Berkeley Lab researchers who study aquifer recharge and groundwater quality measured concentrations and isotopic composition of the trace element Strontium (Sr) in groundwater to evaluate how local topography affects the amount of groundwater recharge across a semi-dry riparian floodplain in the Upper Colorado River Basin. Their study location was the Rifle Site, one of 18 former uranium-mill tailings sites near Rifle, Colorado. The site became home to studies into groundwater remediation when Congress-ordered efforts to clean up the sedimentary contaminants known as U-mill tailings resulting from uranium mining concluded in the late 1990s.
The Rifle Site is now the subject of research related to the Watershed Function Scientific Focus Area at Berkeley Lab. Staff scientist John Neil Christensen led a team to examine the connection between the unsaturated — or vadose — zone — and groundwater quality. They specifically looked at the groundwater recharge process, or the movement — or drainage — of water from land surface to the aquifer. Results of their research were published here.
“The vadose zone is important not just to water quality but also to whether there will be sufficient amounts of available groundwater,” says Christensen. “We’re interested in learning how much water passes through the vadose zone so that we can understand the transfer of nutrients and contaminants between the earth’s surface and groundwater.

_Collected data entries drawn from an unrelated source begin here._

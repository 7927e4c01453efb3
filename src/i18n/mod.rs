// SPDX-License-Identifier: MPL-2.0
//! Internationalization (i18n) support for the showcase.
//!
//! This module provides localization capabilities using the Fluent localization system.
//! It handles language detection, translation file loading, and string formatting.
//!
//! # Features
//!
//! - Automatic locale detection from CLI, config, or system settings
//! - Dynamic loading of `.ftl` translation files
//! - Runtime language switching
//! - Fallback to default locale when translations are missing

pub mod fluent;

“The Rifle Site is not only relevant to our studies of groundwater because of the previous contamination from ore processing, its location in a semi-arid region also makes it an ideal testing ground for studying groundwater availability.”
Because the Rifle Site has been the subject of so much research, Christensen’s team had access to a number of groundwater monitoring wells for their research. “I was looking at porewater samples of groundwater from above the vadose zone taken from the wells,” he says. The team then estimated quantities of groundwater from the vadose zone to the aquifer at various spots across the site using a Sr mixing model between groundwater and vadose porewater to interpret the the variation of groundwater Sr isotopic composition as the variable contribution of vadose zone porewater.
“The Rifle Site is not only relevant to our studies of groundwater because of the previous contamination from ore processing, its location in a semi-arid region also makes it an ideal testing ground for studying groundwater availability.”
The vadose zone porewater contribution ranged from 0 percent to as much as 38 percent and appears to be distinguished by the site’s microtopography. Slightly elevated areas of the site are associated with essentially zero recharge and hence relatively low rates of mobility of dissolved chemicals within the vadose zone.
Because total elevation across the Rifle Site varies minimally by an approximate 2.7 meters, lower-lying areas are the focus of drainage and greater amounts of recharge and, therefore, increased transfer of dissolved material to groundwater. The results of Christensen’s studies averaged over the site, and combined with average rainfall, suggest a water loss of 83 to 92 percent from the vadose zone due to evapotranspiration, resulting in an average estimated groundwater recharge rate of 2.5 to 5 cm per year.
This study provides a new set of tools for measuring the recharge of aquifers in semi-arid regions — both for groundwater resource management and evaluation of processes of vadose communication with groundwater both in terms of nutrients affecting biological activity and contaminants affecting water quality.